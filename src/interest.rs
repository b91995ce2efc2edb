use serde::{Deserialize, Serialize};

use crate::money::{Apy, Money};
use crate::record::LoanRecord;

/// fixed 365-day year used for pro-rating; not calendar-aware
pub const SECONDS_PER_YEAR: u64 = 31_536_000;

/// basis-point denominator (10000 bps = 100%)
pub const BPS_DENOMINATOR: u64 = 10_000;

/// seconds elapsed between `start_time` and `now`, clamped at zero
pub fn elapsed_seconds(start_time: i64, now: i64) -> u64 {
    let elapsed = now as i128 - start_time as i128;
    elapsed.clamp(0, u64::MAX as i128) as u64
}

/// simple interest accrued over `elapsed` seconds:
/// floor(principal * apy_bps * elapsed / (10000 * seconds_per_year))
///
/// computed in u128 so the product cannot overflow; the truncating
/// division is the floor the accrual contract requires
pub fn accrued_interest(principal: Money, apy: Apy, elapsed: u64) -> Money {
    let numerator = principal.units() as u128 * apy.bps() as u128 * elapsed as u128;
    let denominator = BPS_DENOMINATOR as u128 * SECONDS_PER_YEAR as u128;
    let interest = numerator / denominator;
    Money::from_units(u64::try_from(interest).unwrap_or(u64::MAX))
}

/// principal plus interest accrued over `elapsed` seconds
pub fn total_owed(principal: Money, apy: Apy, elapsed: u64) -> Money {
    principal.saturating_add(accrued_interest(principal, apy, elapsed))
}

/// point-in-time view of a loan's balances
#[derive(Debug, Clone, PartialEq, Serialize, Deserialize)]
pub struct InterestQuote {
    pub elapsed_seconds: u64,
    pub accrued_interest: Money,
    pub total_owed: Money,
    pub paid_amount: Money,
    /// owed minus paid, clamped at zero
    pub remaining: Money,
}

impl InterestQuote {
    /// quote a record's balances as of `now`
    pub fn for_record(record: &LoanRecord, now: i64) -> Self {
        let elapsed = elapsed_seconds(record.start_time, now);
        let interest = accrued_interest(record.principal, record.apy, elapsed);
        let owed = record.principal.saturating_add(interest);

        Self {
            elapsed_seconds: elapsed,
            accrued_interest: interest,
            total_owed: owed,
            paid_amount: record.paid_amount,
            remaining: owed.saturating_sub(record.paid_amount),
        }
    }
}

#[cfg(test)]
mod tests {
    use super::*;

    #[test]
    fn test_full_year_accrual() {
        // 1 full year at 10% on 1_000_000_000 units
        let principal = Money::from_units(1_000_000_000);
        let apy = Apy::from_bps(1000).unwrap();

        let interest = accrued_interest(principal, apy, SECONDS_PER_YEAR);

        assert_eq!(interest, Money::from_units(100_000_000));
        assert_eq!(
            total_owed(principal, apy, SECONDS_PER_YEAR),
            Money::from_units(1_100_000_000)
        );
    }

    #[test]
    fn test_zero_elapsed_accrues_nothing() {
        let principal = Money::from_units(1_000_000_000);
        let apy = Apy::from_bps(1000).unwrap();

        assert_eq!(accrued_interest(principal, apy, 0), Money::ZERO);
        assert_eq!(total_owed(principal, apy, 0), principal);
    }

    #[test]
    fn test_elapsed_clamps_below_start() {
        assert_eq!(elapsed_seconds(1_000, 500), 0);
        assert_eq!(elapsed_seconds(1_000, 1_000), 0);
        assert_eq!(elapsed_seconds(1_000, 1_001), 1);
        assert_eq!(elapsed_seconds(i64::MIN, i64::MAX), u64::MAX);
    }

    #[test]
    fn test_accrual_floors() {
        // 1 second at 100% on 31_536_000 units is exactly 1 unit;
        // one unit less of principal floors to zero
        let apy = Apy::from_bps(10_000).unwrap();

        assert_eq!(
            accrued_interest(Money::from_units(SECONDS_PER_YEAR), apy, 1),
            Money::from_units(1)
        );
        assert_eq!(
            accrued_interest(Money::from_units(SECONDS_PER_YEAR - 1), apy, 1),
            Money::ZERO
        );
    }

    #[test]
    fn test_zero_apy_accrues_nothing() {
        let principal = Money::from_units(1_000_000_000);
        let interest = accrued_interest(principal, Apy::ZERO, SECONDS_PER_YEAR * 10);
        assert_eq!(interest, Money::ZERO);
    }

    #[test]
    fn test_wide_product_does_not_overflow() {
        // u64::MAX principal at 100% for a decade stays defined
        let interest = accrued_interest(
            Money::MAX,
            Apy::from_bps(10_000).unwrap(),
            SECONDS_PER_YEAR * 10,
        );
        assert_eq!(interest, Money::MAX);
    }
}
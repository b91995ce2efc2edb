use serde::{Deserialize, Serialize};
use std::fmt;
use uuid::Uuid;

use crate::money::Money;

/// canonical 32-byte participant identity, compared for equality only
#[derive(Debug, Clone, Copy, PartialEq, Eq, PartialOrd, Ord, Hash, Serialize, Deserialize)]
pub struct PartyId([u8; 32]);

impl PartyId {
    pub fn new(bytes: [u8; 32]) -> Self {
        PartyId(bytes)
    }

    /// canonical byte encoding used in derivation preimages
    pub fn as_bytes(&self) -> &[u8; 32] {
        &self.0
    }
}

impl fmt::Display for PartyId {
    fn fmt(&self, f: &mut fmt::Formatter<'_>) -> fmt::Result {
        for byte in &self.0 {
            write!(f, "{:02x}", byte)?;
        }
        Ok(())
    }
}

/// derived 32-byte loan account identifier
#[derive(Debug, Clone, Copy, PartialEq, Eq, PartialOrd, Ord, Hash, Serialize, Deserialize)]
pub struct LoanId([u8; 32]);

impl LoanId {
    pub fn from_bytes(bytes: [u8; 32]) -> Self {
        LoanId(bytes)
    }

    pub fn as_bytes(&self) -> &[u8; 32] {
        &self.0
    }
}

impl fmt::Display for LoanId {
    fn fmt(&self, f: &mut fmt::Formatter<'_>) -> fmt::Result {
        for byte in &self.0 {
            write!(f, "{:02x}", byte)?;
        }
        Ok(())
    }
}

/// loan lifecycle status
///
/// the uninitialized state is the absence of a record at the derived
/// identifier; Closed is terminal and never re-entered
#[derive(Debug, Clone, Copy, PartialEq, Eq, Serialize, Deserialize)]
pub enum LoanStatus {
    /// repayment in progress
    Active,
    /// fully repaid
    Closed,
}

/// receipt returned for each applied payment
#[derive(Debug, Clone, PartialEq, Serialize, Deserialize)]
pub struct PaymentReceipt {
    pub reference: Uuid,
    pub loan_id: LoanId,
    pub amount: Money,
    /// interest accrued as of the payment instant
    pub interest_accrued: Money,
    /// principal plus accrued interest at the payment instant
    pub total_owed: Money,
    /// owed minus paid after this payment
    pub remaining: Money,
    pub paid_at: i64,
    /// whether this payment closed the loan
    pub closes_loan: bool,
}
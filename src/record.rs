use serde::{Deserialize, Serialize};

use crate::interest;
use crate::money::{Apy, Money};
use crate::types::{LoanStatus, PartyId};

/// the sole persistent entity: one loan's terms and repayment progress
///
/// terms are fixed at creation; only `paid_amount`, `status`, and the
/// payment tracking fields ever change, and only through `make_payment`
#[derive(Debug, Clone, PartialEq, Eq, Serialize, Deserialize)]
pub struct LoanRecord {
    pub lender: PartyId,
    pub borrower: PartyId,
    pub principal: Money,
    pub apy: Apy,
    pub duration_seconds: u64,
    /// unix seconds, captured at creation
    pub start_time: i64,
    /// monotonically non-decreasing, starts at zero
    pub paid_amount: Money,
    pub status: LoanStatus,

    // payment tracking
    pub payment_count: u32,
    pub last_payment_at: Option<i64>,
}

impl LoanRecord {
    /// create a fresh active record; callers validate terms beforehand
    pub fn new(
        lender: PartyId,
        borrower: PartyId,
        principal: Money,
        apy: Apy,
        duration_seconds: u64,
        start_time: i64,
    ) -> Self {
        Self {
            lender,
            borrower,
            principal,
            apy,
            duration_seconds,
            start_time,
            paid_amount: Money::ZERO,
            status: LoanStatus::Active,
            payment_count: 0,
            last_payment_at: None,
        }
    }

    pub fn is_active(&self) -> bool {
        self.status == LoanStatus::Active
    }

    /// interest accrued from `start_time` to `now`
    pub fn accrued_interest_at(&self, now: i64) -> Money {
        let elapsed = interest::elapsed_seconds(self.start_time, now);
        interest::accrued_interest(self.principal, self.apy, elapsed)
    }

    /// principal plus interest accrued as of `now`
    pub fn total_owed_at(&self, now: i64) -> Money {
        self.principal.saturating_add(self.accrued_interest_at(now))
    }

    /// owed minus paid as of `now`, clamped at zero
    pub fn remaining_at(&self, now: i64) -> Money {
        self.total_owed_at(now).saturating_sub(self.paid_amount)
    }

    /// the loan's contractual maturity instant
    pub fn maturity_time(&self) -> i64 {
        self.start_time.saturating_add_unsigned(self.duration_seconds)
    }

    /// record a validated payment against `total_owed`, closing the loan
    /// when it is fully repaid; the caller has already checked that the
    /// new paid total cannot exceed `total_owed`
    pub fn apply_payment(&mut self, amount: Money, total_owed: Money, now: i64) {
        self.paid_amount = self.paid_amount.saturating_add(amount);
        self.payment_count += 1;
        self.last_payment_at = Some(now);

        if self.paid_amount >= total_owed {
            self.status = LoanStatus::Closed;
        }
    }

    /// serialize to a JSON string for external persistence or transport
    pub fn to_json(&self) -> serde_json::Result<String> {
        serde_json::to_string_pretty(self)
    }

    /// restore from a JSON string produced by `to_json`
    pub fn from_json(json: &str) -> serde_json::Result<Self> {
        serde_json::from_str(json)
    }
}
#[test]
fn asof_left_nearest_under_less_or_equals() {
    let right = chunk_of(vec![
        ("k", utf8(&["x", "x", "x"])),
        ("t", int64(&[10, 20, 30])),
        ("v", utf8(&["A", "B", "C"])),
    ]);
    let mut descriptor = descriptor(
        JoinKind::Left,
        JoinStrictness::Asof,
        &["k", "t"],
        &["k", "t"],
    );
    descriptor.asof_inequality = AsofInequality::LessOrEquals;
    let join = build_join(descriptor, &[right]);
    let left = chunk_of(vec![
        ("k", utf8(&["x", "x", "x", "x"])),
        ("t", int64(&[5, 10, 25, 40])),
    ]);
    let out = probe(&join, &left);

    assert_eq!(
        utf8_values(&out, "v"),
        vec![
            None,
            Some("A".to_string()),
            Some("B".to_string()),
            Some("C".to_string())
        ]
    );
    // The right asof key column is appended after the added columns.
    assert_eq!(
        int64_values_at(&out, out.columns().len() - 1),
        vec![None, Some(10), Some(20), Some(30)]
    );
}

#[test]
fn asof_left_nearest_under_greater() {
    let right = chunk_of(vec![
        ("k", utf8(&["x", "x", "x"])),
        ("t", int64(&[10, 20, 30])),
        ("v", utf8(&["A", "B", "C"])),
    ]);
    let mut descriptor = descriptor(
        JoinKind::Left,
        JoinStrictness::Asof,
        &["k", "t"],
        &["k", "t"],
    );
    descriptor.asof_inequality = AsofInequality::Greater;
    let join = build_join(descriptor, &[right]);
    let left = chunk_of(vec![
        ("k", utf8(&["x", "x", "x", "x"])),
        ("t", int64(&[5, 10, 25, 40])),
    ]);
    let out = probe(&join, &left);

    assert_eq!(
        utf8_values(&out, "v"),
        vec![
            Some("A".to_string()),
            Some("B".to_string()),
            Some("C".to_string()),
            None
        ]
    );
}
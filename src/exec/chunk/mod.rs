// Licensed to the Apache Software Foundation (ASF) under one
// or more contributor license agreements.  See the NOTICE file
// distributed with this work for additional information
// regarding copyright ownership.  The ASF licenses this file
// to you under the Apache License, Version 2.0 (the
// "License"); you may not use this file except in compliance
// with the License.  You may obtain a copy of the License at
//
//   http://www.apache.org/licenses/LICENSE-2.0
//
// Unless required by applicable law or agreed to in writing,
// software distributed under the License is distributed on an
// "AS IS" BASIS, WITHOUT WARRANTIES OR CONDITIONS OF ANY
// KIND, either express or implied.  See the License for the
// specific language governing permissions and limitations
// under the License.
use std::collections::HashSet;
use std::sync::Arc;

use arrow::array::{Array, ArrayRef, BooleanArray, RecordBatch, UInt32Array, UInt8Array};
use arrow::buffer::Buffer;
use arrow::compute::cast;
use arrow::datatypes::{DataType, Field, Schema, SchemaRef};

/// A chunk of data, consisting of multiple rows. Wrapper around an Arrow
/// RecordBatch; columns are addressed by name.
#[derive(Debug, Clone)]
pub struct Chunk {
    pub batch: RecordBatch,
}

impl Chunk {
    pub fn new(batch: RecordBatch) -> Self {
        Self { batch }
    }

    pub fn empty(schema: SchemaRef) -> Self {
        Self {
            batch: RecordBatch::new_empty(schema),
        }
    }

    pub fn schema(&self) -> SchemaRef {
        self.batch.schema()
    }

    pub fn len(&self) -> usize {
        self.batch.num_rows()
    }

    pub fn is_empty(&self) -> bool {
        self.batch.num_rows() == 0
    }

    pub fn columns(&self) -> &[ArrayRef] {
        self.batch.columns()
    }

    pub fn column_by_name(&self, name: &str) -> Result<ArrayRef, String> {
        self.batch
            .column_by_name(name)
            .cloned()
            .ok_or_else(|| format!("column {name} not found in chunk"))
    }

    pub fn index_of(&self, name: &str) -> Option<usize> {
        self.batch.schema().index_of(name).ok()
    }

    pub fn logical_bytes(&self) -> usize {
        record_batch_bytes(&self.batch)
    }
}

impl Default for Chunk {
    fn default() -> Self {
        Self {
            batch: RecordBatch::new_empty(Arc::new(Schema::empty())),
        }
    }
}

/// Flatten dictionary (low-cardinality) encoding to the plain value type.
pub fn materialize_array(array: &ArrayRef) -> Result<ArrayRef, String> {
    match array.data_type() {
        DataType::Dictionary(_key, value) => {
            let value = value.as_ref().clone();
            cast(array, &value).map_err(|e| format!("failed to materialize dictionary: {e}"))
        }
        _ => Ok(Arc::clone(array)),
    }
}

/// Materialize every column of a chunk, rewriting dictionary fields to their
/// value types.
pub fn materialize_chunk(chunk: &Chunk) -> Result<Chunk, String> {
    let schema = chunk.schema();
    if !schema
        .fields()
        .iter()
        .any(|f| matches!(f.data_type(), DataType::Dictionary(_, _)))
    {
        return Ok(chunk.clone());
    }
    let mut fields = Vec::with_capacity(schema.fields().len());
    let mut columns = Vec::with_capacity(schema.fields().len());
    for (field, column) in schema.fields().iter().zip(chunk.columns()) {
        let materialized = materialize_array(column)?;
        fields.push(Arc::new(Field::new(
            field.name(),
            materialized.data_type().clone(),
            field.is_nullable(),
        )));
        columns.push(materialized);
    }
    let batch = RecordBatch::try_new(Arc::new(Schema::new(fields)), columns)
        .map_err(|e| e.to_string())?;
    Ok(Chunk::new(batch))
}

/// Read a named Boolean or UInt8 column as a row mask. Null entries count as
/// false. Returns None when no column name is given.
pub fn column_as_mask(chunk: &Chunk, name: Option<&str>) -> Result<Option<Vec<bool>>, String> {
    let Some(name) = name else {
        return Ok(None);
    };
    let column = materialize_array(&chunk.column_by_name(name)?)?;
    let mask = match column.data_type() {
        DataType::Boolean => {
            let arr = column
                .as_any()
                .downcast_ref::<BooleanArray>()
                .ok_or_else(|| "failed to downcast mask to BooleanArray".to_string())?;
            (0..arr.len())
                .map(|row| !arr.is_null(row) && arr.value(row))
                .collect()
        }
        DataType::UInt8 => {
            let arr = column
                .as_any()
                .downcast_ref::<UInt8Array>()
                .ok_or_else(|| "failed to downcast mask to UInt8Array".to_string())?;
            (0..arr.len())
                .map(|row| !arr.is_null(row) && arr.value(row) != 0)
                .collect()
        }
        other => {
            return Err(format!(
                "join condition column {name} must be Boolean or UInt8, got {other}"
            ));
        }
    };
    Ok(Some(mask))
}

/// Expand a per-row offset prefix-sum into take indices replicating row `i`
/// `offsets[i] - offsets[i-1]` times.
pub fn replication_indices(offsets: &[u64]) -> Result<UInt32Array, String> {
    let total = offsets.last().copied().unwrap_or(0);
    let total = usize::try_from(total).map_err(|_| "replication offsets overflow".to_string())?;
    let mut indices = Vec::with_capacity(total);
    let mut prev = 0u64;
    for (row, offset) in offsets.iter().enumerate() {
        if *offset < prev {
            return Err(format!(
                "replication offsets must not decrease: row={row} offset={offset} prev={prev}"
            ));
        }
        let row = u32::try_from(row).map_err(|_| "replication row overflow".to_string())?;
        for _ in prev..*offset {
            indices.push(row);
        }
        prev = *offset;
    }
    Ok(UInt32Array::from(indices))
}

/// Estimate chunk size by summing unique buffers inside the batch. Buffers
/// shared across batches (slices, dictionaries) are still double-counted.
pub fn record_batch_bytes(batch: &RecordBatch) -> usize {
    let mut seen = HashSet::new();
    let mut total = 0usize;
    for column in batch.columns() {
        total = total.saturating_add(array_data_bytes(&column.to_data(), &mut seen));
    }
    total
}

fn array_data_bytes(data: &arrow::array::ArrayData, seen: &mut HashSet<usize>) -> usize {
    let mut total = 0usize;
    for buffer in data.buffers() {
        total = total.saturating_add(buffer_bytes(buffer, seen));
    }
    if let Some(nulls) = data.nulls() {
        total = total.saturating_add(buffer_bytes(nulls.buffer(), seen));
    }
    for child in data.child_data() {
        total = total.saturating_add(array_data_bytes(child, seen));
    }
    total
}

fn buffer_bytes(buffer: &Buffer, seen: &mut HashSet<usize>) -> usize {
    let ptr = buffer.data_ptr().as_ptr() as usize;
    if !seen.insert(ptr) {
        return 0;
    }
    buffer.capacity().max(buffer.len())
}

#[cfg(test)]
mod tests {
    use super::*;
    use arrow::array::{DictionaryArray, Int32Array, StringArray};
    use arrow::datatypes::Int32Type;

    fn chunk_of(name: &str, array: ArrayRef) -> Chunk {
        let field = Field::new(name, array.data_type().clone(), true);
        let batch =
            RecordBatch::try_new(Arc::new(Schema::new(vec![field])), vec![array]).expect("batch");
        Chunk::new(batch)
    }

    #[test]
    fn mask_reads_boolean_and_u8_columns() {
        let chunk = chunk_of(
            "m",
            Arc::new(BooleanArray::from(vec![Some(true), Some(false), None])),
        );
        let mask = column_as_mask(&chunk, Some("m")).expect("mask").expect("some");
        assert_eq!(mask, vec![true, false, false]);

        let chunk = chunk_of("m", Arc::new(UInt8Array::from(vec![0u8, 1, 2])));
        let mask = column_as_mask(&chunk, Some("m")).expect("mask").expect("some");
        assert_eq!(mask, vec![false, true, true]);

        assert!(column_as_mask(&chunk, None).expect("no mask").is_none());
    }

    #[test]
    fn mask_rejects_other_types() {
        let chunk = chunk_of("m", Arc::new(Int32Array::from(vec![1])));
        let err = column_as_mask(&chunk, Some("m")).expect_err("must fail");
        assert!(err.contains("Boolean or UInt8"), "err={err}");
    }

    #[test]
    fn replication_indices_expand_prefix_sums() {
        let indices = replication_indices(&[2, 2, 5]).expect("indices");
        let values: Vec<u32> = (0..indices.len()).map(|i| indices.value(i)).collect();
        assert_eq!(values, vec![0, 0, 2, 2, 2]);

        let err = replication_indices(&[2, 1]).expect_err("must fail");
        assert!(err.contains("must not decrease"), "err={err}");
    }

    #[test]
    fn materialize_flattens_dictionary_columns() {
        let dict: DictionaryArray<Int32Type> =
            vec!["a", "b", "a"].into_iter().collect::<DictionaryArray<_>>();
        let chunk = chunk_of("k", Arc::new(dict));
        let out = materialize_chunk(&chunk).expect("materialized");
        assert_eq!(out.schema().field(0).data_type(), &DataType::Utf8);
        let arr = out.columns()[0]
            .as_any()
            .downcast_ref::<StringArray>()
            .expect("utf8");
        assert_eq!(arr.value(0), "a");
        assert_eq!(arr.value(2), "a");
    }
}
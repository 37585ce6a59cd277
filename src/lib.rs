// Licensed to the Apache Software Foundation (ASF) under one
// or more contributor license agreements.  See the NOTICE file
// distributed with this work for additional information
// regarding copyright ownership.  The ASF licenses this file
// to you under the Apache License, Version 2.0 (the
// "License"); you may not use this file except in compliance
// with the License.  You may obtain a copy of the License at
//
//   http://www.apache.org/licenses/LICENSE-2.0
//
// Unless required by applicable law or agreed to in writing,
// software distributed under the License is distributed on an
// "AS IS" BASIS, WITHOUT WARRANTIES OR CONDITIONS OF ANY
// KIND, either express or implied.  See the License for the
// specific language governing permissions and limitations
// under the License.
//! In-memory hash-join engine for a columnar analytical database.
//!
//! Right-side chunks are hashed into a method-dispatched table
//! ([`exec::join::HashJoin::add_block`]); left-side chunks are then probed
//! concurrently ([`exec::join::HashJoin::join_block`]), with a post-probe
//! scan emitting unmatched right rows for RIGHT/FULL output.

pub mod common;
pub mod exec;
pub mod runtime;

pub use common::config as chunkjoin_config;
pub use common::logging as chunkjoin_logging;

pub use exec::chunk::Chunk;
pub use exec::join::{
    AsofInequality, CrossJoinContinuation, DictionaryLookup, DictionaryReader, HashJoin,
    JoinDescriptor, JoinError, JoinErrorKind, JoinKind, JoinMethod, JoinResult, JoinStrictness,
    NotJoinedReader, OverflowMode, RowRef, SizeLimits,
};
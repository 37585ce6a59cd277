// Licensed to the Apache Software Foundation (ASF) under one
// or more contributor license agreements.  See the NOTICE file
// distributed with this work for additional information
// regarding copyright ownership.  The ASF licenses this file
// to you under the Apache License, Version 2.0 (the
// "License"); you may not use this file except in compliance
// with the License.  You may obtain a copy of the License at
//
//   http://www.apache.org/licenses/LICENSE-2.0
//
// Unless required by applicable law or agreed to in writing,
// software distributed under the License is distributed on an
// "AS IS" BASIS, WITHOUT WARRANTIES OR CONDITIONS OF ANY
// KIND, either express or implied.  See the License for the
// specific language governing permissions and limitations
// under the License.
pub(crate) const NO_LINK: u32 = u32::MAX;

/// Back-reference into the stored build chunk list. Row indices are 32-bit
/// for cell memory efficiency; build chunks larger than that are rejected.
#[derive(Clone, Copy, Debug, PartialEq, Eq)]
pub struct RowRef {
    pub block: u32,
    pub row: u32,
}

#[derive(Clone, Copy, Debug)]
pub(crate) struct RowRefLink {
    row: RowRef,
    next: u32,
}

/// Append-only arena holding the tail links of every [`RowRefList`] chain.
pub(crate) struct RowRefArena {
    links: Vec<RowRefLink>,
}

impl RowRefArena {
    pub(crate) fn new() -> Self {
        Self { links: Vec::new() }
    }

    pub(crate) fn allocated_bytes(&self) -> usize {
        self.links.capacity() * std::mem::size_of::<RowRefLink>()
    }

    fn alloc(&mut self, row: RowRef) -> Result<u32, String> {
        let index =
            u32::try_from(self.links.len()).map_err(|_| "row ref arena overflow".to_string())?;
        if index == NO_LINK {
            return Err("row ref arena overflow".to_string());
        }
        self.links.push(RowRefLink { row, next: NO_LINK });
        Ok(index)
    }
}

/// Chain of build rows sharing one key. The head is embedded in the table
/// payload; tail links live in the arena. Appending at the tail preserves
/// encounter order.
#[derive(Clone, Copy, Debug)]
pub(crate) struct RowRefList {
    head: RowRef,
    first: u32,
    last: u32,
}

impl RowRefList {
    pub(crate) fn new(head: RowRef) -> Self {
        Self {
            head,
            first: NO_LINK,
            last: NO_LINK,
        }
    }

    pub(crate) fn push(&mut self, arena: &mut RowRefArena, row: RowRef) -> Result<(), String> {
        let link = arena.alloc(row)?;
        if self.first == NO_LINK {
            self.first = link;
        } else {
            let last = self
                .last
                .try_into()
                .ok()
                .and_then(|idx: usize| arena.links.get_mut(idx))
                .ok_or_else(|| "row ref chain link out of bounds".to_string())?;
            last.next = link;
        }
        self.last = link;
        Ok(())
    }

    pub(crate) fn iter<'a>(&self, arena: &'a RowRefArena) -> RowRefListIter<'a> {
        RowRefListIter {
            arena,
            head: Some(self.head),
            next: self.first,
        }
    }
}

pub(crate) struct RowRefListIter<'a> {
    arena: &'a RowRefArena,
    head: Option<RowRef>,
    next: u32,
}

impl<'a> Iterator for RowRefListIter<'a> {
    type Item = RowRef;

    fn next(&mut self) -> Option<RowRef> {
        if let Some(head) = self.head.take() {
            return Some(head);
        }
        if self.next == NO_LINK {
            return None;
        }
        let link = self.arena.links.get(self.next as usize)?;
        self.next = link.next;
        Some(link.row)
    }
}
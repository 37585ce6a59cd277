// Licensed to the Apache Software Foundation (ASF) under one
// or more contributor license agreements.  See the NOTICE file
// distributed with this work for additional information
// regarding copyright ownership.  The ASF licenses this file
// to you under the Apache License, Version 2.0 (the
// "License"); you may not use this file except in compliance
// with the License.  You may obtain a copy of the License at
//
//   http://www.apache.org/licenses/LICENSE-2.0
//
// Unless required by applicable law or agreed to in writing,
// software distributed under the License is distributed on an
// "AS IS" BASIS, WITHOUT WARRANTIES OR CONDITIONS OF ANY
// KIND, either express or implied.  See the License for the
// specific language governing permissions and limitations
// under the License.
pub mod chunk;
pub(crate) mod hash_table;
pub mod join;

******

Emit an exact copy of the lines spanning the start of the records to the line containing "pub fn elapsed_seconds(start_time: i64, now: i64)", inclusive, and no other output.

RESPONSE BELOW =
filename src/interest.rs
repository b91995ce2efc2edb
use serde::{Deserialize, Serialize};

use crate::money::{Apy, Money};
use crate::record::LoanRecord;

/// fixed 365-day year used for pro-rating; not calendar-aware
pub const SECONDS_PER_YEAR: u64 = 31_536_000;

/// basis-point denominator (10000 bps = 100%)
pub const BPS_DENOMINATOR: u64 = 10_000;

/// seconds elapsed between `start_time` and `now`, clamped at zero
pub fn elapsed_seconds(start_time: i64, now: i64) -> u64 {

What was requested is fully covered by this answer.